◆ **How to complete this task**:
Find the line containing "#[derive(Debug)]" in the records below. Copy exactly that line and each one after it, ending at the line containing "followed by silence", and nothing more.

◆ **Stored data entries**:
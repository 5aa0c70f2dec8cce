//! Wake word detection
//!
//! Local energy gating splits the microphone stream into speech segments;
//! each segment is transcribed and checked for a configured wake phrase.

use std::sync::atomic::{AtomicBool, Ordering};
use std::sync::{Arc, Mutex, PoisonError, mpsc};
use std::thread::JoinHandle;
use std::time::Duration;

use serde::Serialize;

use super::capture::{AudioCapture, SAMPLE_RATE, calculate_energy, samples_to_wav};
use super::device::{AudioDevice, DeviceArbiter, DeviceLease};
use super::stt::Transcriber;
use crate::dialog::{Confidence, Transcript};
use crate::{Error, Result};

/// Minimum audio energy threshold to consider speech
pub const ENERGY_THRESHOLD: f32 = 0.03;

/// Minimum duration of speech to count as a segment (in samples at 16kHz)
pub const MIN_SPEECH_SAMPLES: usize = 4800; // 0.3 seconds

/// Silence duration to consider end of utterance (in samples)
pub const SILENCE_SAMPLES: usize = 8000; // 0.5 seconds

/// How long the monitor thread waits between buffer reads
const POLL_INTERVAL: Duration = Duration::from_millis(50);

/// How long `start` waits for the audio thread to open the device
const OPEN_TIMEOUT: Duration = Duration::from_secs(5);

/// State of the speech segmenter
#[derive(Debug, Clone, Copy, PartialEq, Eq)]
pub enum DetectorState {
    /// Waiting for speech
    Idle,
    /// Speech detected, accumulating
    Listening,
}

/// Energy-gated speech segmenter
#[derive(Debug)]
pub struct SpeechSegmenter {
    state: DetectorState,
    speech_buffer: Vec<f32>,
    silence_counter: usize,
}

impl Default for SpeechSegmenter {
    fn default() -> Self {
        Self::new()
    }
}

impl SpeechSegmenter {
    #[must_use]
    pub const fn new() -> Self {
        Self {
            state: DetectorState::Idle,
            speech_buffer: Vec::new(),
            silence_counter: 0,
        }
    }

    /// Feed a chunk; returns a complete segment once speech is followed by silence
    pub fn process(&mut self, samples: &[f32]) -> Option<Vec<f32>> {
        let energy = calculate_energy(samples);
        let is_speech = energy > ENERGY_THRESHOLD;

        match self.state {
            DetectorState::Idle => {
                if is_speech {
                    self.state = DetectorState::Listening;
                    self.speech_buffer.clear();
                    self.speech_buffer.extend_from_slice(samples);
                    self.silence_counter = 0;
                    tracing::trace!(energy, "speech detected");
                }
            }
            DetectorState::Listening => {
                self.speech_buffer.extend_from_slice(samples);

                if is_speech {
                    self.silence_counter = 0;
                } else {
                    self.silence_counter += samples.len();
                }

                if self.silence_counter > SILENCE_SAMPLES
                    && self.speech_buffer.len() > MIN_SPEECH_SAMPLES + self.silence_counter
                {
                    tracing::debug!(samples = self.speech_buffer.len(), "speech segment complete");
                    let segment = std::mem::take(&mut self.speech_buffer);
                    self.reset();
                    return Some(segment);
                }

                // Too much silence without enough speech
                if self.silence_counter > SILENCE_SAMPLES * 2 {
                    tracing::trace!("segment timeout, resetting");
                    self.reset();
                }
            }
        }

        None
    }

    /// Speech heard so far, even if the segment has not closed
    #[must_use]
    pub fn has_speech(&self) -> bool {
        self.state == DetectorState::Listening
    }

    /// Take whatever has been accumulated
    pub fn take_speech_buffer(&mut self) -> Vec<f32> {
        let buffer = std::mem::take(&mut self.speech_buffer);
        self.reset();
        buffer
    }

    pub fn reset(&mut self) {
        self.state = DetectorState::Idle;
        self.speech_buffer.clear();
        self.silence_counter = 0;
    }

    #[must_use]
    pub const fn state(&self) -> DetectorState {
        self.state
    }
}

/// A recognized wake phrase
#[derive(Debug, Clone, PartialEq, Serialize)]
pub struct WakeEvent {
    /// Configured phrase that matched
    pub phrase: String,
    /// Full transcript of the segment
    pub transcript: String,
    /// Whatever followed the phrase, if anything ("hey paw show my pets")
    pub command: Option<String>,
    /// Transcription confidence of the segment
    pub confidence: Confidence,
}

impl WakeEvent {
    /// The trailing command as a final transcript
    #[must_use]
    pub fn command_transcript(&self) -> Option<Transcript> {
        self.command
            .as_ref()
            .map(|text| Transcript::final_result(text.clone(), self.confidence))
    }
}

/// Matches transcripts against the configured wake phrases
#[derive(Debug, Clone)]
pub struct WakeWordDetector {
    wake_words: Vec<String>,
}

impl WakeWordDetector {
    /// Create a detector for the given phrases
    ///
    /// # Errors
    ///
    /// Returns error if no non-empty phrase is configured
    pub fn new(wake_words: Vec<String>) -> Result<Self> {
        let normalized: Vec<String> = wake_words
            .into_iter()
            .map(|w| normalize_phrase(&w))
            .filter(|w| !w.is_empty())
            .collect();

        if normalized.is_empty() {
            return Err(Error::Config("at least one wake word is required".to_string()));
        }

        tracing::debug!(wake_words = ?normalized, "wake word detector initialized");
        Ok(Self {
            wake_words: normalized,
        })
    }

    /// Check a transcript for a wake phrase
    #[must_use]
    pub fn check_wake_word(&self, transcript: &str) -> Option<WakeEvent> {
        let padded = format!(" {} ", normalize_phrase(transcript));

        self.wake_words.iter().find_map(|phrase| {
            let needle = format!(" {phrase} ");
            let at = padded.find(&needle)?;
            let rest = padded[at + needle.len()..].trim();
            tracing::info!(wake_word = %phrase, transcript, "wake word detected");
            Some(WakeEvent {
                phrase: phrase.clone(),
                transcript: transcript.trim().to_string(),
                command: (!rest.is_empty()).then(|| rest.to_string()),
                confidence: Confidence::CERTAIN,
            })
        })
    }

    #[must_use]
    pub fn wake_words(&self) -> &[String] {
        &self.wake_words
    }
}

/// Lower-case, punctuation-free, single-spaced
fn normalize_phrase(text: &str) -> String {
    text.to_lowercase()
        .split(|c: char| !c.is_alphanumeric() && c != '\'')
        .filter(|w| !w.is_empty())
        .collect::<Vec<_>>()
        .join(" ")
}

/// Called whenever the wake phrase is heard
pub type WakeListener = Box<dyn Fn(WakeEvent) + Send + Sync>;

/// Continuous low-power wake phrase monitoring
pub trait WakeWordMonitor: Send + Sync {
    /// Begin monitoring
    ///
    /// Idempotent while active.
    ///
    /// # Errors
    ///
    /// Returns [`Error::DeviceUnavailable`] if the microphone cannot be opened
    fn start(&self) -> Result<()>;

    /// Stop monitoring and release the microphone
    fn stop(&self);

    fn is_active(&self) -> bool;

    /// Register the wake callback, replacing any previous one
    fn on_wake(&self, listener: WakeListener);

    /// Release the microphone while a capture session owns it
    ///
    /// Does not change [`WakeWordMonitor::is_active`].
    fn suspend(&self);

    /// Reacquire the microphone after [`WakeWordMonitor::suspend`]
    fn resume(&self);
}

struct MonitorShared {
    detector: WakeWordDetector,
    transcriber: Arc<dyn Transcriber>,
    runtime: tokio::runtime::Handle,
    devices: DeviceArbiter,
    language: String,
    preferred_device: Mutex<Option<String>>,
    listener: Mutex<Option<Arc<WakeListener>>>,
    suspended: AtomicBool,
}

struct MonitorThread {
    stop: Arc<AtomicBool>,
    handle: JoinHandle<()>,
}

/// Wake-word monitor on the local microphone
///
/// Audio runs on a dedicated thread; segments are verified with the
/// transcriber on the tokio runtime.
pub struct MicWakeWordMonitor {
    shared: Arc<MonitorShared>,
    thread: Mutex<Option<MonitorThread>>,
}

impl MicWakeWordMonitor {
    /// Create a stopped monitor
    ///
    /// Must be called from within a tokio runtime.
    ///
    /// # Errors
    ///
    /// Returns error if no wake phrase is configured
    pub fn new(
        wake_words: Vec<String>,
        transcriber: Arc<dyn Transcriber>,
        devices: DeviceArbiter,
        language: impl Into<String>,
    ) -> Result<Self> {
        let runtime = tokio::runtime::Handle::try_current()
            .map_err(|e| Error::Config(format!("wake word monitor needs a tokio runtime: {e}")))?;

        Ok(Self {
            shared: Arc::new(MonitorShared {
                detector: WakeWordDetector::new(wake_words)?,
                transcriber,
                runtime,
                devices,
                language: language.into(),
                preferred_device: Mutex::new(None),
                listener: Mutex::new(None),
                suspended: AtomicBool::new(false),
            }),
            thread: Mutex::new(None),
        })
    }

    /// Use a specific input device from the next start
    pub fn set_preferred_device(&self, device: Option<String>) {
        *self
            .shared
            .preferred_device
            .lock()
            .unwrap_or_else(PoisonError::into_inner) = device;
    }
}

◆ **The answer**:
#[derive(Debug)]
pub struct SpeechSegmenter {
    state: DetectorState,
    speech_buffer: Vec<f32>,
    silence_counter: usize,
}

impl Default for SpeechSegmenter {
    fn default() -> Self {
        Self::new()
    }
}

impl SpeechSegmenter {
    #[must_use]
    pub const fn new() -> Self {
        Self {
            state: DetectorState::Idle,
            speech_buffer: Vec::new(),
            silence_counter: 0,
        }
    }

    /// Feed a chunk; returns a complete segment once speech is followed by silence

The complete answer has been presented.